[Saved data entries]
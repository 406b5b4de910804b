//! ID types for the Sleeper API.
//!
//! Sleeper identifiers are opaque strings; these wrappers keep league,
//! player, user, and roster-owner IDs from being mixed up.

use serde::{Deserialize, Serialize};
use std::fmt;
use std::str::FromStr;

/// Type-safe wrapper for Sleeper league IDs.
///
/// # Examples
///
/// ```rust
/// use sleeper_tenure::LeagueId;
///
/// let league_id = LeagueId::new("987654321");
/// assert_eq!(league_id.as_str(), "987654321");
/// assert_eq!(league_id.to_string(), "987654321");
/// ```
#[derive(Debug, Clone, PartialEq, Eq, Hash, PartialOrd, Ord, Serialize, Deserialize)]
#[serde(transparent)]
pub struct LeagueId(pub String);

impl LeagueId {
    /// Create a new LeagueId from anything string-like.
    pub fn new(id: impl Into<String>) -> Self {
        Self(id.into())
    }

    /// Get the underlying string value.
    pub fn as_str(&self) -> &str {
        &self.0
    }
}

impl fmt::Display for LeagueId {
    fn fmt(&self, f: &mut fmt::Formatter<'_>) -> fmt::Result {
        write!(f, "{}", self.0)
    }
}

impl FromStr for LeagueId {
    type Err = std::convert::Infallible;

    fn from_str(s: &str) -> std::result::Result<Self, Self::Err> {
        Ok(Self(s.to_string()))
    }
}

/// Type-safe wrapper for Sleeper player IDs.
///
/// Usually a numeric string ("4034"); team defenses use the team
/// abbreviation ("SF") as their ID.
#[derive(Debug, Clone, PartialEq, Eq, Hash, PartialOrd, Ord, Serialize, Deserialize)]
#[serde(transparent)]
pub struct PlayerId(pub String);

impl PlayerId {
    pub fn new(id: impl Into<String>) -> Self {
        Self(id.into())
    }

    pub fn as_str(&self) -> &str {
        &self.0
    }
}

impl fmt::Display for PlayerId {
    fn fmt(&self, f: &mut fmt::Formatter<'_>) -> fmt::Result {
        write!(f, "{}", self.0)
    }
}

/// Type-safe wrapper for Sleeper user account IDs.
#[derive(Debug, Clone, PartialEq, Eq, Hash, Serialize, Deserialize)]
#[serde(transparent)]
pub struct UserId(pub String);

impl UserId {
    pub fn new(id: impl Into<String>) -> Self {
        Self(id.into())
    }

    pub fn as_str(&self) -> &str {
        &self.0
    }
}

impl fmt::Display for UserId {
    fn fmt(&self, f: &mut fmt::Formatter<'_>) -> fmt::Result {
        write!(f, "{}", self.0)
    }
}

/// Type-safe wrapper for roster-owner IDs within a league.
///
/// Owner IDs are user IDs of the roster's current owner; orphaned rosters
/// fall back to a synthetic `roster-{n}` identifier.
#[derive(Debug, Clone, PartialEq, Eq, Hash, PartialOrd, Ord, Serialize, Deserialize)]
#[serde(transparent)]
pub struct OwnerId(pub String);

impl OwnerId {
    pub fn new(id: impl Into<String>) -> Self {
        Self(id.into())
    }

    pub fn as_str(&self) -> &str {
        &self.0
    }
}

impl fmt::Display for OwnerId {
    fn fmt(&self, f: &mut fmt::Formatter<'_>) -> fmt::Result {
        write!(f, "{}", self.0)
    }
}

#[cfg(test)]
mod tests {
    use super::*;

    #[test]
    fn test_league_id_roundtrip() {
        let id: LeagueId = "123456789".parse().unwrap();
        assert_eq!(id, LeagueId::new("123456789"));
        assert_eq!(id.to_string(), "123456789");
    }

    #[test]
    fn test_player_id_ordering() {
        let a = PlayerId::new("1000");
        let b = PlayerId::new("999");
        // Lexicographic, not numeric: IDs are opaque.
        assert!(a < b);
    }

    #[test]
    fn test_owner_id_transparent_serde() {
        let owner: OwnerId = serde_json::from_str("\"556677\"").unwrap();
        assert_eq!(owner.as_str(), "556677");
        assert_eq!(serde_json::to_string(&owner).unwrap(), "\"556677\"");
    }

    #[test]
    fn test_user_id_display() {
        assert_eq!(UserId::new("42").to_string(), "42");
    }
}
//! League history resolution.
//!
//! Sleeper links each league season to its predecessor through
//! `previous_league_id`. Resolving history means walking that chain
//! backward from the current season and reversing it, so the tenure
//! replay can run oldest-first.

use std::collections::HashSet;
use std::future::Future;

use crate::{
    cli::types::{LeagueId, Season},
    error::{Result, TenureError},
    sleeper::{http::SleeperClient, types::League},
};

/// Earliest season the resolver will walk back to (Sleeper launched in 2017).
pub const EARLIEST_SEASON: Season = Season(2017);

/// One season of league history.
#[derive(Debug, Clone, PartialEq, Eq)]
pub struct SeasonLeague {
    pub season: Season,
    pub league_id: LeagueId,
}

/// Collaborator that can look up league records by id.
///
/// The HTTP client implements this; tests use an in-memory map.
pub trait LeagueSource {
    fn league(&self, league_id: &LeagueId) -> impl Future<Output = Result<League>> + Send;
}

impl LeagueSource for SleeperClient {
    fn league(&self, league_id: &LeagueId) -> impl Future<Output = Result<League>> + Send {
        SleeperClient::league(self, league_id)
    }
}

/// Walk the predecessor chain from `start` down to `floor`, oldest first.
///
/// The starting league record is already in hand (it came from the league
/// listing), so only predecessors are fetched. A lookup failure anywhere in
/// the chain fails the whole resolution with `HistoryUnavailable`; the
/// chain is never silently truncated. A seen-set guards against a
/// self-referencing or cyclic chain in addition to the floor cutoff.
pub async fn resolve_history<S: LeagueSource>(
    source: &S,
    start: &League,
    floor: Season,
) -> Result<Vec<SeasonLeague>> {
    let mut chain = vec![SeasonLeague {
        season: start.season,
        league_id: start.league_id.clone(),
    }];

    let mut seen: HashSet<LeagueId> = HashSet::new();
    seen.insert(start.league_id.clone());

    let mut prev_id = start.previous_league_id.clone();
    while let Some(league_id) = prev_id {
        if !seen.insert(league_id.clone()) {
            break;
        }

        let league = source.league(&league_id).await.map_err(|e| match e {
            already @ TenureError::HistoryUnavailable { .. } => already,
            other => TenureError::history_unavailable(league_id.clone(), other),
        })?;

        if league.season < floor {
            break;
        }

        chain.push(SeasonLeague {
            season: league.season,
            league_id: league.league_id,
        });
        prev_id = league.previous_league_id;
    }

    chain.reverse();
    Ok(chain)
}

■ Task description: Find the word "UserId" in the entries. Copy each line that holds it.

■ Completed task:
pub struct UserId(pub String);
impl UserId {
impl fmt::Display for UserId {
        assert_eq!(UserId::new("42").to_string(), "42");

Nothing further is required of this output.